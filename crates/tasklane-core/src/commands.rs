use tracing::{debug, info, instrument};

use crate::cli::Command;
use crate::config::Config;
use crate::kv::KvStore;
use crate::render::Renderer;
use crate::task::{ListKind, TaskId};
use crate::view::{Gesture, Panel, ViewSync};

#[instrument(skip(sync, cfg, renderer))]
pub fn dispatch<K: KvStore>(
    sync: &mut ViewSync<K>,
    cfg: &Config,
    renderer: &Renderer,
    command: Option<Command>,
) -> anyhow::Result<()> {
    sync.subscribe(|event| debug!(?event, "view event"));

    let command = match command {
        Some(command) => command,
        None => Command::List {
            list: Some(cfg.default_list()?),
        },
    };

    match command {
        Command::Add { text } => cmd_add(sync, renderer, &text.join(" ")),
        Command::List { list } => {
            let list = match list {
                Some(list) => list,
                None => cfg.default_list()?,
            };
            show_list(sync, renderer, list)
        }
        Command::Complete { id } => cmd_gesture(sync, renderer, ListKind::Active, Gesture::Complete, id),
        Command::Incomplete { id } => {
            cmd_gesture(sync, renderer, ListKind::Completed, Gesture::Incomplete, id)
        }
        Command::Trash { id } => cmd_gesture(sync, renderer, ListKind::Completed, Gesture::ToTrash, id),
        Command::Recover { id } => cmd_gesture(sync, renderer, ListKind::Trash, Gesture::Recover, id),
        Command::Delete { id } => cmd_gesture(sync, renderer, ListKind::Trash, Gesture::Delete, id),
        Command::Edit { id, text } => cmd_edit(sync, renderer, TaskId::new(id), &text.join(" ")),
        Command::Options { list, id } => {
            let id = TaskId::new(id);
            renderer.print_options(list, &id, sync.options_for_task(list, &id)?)
        }
        Command::Theme { theme } => cmd_theme(sync, renderer, theme),
    }
}

fn cmd_add<K: KvStore>(sync: &mut ViewSync<K>, renderer: &Renderer, text: &str) -> anyhow::Result<()> {
    info!("command add");
    match sync.create_task(text)? {
        Some(task) => println!("Created task {}.", task.id),
        None => println!("Nothing to add."),
    }
    show_list(sync, renderer, ListKind::Active)
}

fn cmd_gesture<K: KvStore>(
    sync: &mut ViewSync<K>,
    renderer: &Renderer,
    origin: ListKind,
    gesture: Gesture,
    id: String,
) -> anyhow::Result<()> {
    info!(%gesture, "command gesture");
    if let Some(panel) = panel_for(origin) {
        sync.open_panel(panel)?;
    }
    sync.handle_gesture(origin, gesture, &TaskId::new(id))?;
    show_list(sync, renderer, origin)
}

fn cmd_edit<K: KvStore>(
    sync: &mut ViewSync<K>,
    renderer: &Renderer,
    id: TaskId,
    text: &str,
) -> anyhow::Result<()> {
    info!("command edit");
    sync.handle_gesture(ListKind::Active, Gesture::Edit, &id)?;
    if sync.edit_task(&id, text)?.is_none() {
        println!("Task text cannot be empty; nothing changed.");
    }
    sync.close_panel()?;
    show_list(sync, renderer, ListKind::Active)
}

fn cmd_theme<K: KvStore>(
    sync: &mut ViewSync<K>,
    renderer: &Renderer,
    theme: Option<crate::prefs::Theme>,
) -> anyhow::Result<()> {
    if let Some(theme) = theme {
        sync.open_panel(Panel::Theme)?;
        if !sync.select_theme(theme)? {
            debug!(%theme, "theme already selected");
        }
        sync.close_panel()?;
    }
    renderer.print_theme(sync.theme()?)
}

fn show_list<K: KvStore>(sync: &mut ViewSync<K>, renderer: &Renderer, list: ListKind) -> anyhow::Result<()> {
    match panel_for(list) {
        Some(panel) => {
            if sync.panel() != Some(&panel) {
                sync.open_panel(panel.clone())?;
            }
            let view = sync
                .view(list)
                .ok_or_else(|| anyhow::anyhow!("{list} view is not mounted"))?;
            renderer.print_list(panel.header(), view)
        }
        None => renderer.print_list(ListKind::Active.label(), sync.active_view()),
    }
}

fn panel_for(list: ListKind) -> Option<Panel> {
    match list {
        ListKind::Active => None,
        ListKind::Completed => Some(Panel::Completed),
        ListKind::Trash => Some(Panel::Trash),
    }
}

[ACTIVITY]
A faithful copy of every record is required; output it in full.

[EXERCISE RESPONSE]
filename crates/tasklane-core/src/commands.rs
use tracing::{debug, info, instrument};

use crate::cli::Command;
use crate::config::Config;
use crate::kv::KvStore;
use crate::render::Renderer;
use crate::task::{ListKind, TaskId};
use crate::view::{Gesture, Panel, ViewSync};

#[instrument(skip(sync, cfg, renderer))]
pub fn dispatch<K: KvStore>(
    sync: &mut ViewSync<K>,
    cfg: &Config,
    renderer: &Renderer,
    command: Option<Command>,
) -> anyhow::Result<()> {
    sync.subscribe(|event| debug!(?event, "view event"));

    let command = match command {
        Some(command) => command,
        None => Command::List {
            list: Some(cfg.default_list()?),
        },
    };

    match command {
        Command::Add { text } => cmd_add(sync, renderer, &text.join(" ")),
        Command::List { list } => {
            let list = match list {
                Some(list) => list,
                None => cfg.default_list()?,
            };
            show_list(sync, renderer, list)
        }
        Command::Complete { id } => cmd_gesture(sync, renderer, ListKind::Active, Gesture::Complete, id),
        Command::Incomplete { id } => {
            cmd_gesture(sync, renderer, ListKind::Completed, Gesture::Incomplete, id)
        }
        Command::Trash { id } => cmd_gesture(sync, renderer, ListKind::Completed, Gesture::ToTrash, id),
        Command::Recover { id } => cmd_gesture(sync, renderer, ListKind::Trash, Gesture::Recover, id),
        Command::Delete { id } => cmd_gesture(sync, renderer, ListKind::Trash, Gesture::Delete, id),
        Command::Edit { id, text } => cmd_edit(sync, renderer, TaskId::new(id), &text.join(" ")),
        Command::Options { list, id } => {
            let id = TaskId::new(id);
            renderer.print_options(list, &id, sync.options_for_task(list, &id)?)
        }
        Command::Theme { theme } => cmd_theme(sync, renderer, theme),
    }
}

fn cmd_add<K: KvStore>(sync: &mut ViewSync<K>, renderer: &Renderer, text: &str) -> anyhow::Result<()> {
    info!("command add");
    match sync.create_task(text)? {
        Some(task) => println!("Created task {}.", task.id),
        None => println!("Nothing to add."),
    }
    show_list(sync, renderer, ListKind::Active)
}

fn cmd_gesture<K: KvStore>(
    sync: &mut ViewSync<K>,
    renderer: &Renderer,
    origin: ListKind,
    gesture: Gesture,
    id: String,
) -> anyhow::Result<()> {
    info!(%gesture, "command gesture");
    if let Some(panel) = panel_for(origin) {
        sync.open_panel(panel)?;
    }
    sync.handle_gesture(origin, gesture, &TaskId::new(id))?;
    show_list(sync, renderer, origin)
}

fn cmd_edit<K: KvStore>(
    sync: &mut ViewSync<K>,
    renderer: &Renderer,
    id: TaskId,
    text: &str,
) -> anyhow::Result<()> {
    info!("command edit");
    sync.handle_gesture(ListKind::Active, Gesture::Edit, &id)?;
    if sync.edit_task(&id, text)?.is_none() {
        println!("Task text cannot be empty; nothing changed.");
    }
    sync.close_panel()?;
    show_list(sync, renderer, ListKind::Active)
}

fn cmd_theme<K: KvStore>(
    sync: &mut ViewSync<K>,
    renderer: &Renderer,
    theme: Option<crate::prefs::Theme>,
) -> anyhow::Result<()> {
    if let Some(theme) = theme {
        sync.open_panel(Panel::Theme)?;
        if !sync.select_theme(theme)? {
            debug!(%theme, "theme already selected");
        }
        sync.close_panel()?;
    }
    renderer.print_theme(sync.theme()?)
}

fn show_list<K: KvStore>(sync: &mut ViewSync<K>, renderer: &Renderer, list: ListKind) -> anyhow::Result<()> {
    match panel_for(list) {
        Some(panel) => {
            if sync.panel() != Some(&panel) {
                sync.open_panel(panel.clone())?;
            }
            let view = sync
                .view(list)
                .ok_or_else(|| anyhow::anyhow!("{list} view is not mounted"))?;
            renderer.print_list(panel.header(), view)
        }
        None => renderer.print_list(ListKind::Active.label(), sync.active_view()),
    }
}

fn panel_for(list: ListKind) -> Option<Panel> {
    match list {
        ListKind::Active => None,
        ListKind::Completed => Some(Panel::Completed),
        ListKind::Trash => Some(Panel::Trash),
    }
}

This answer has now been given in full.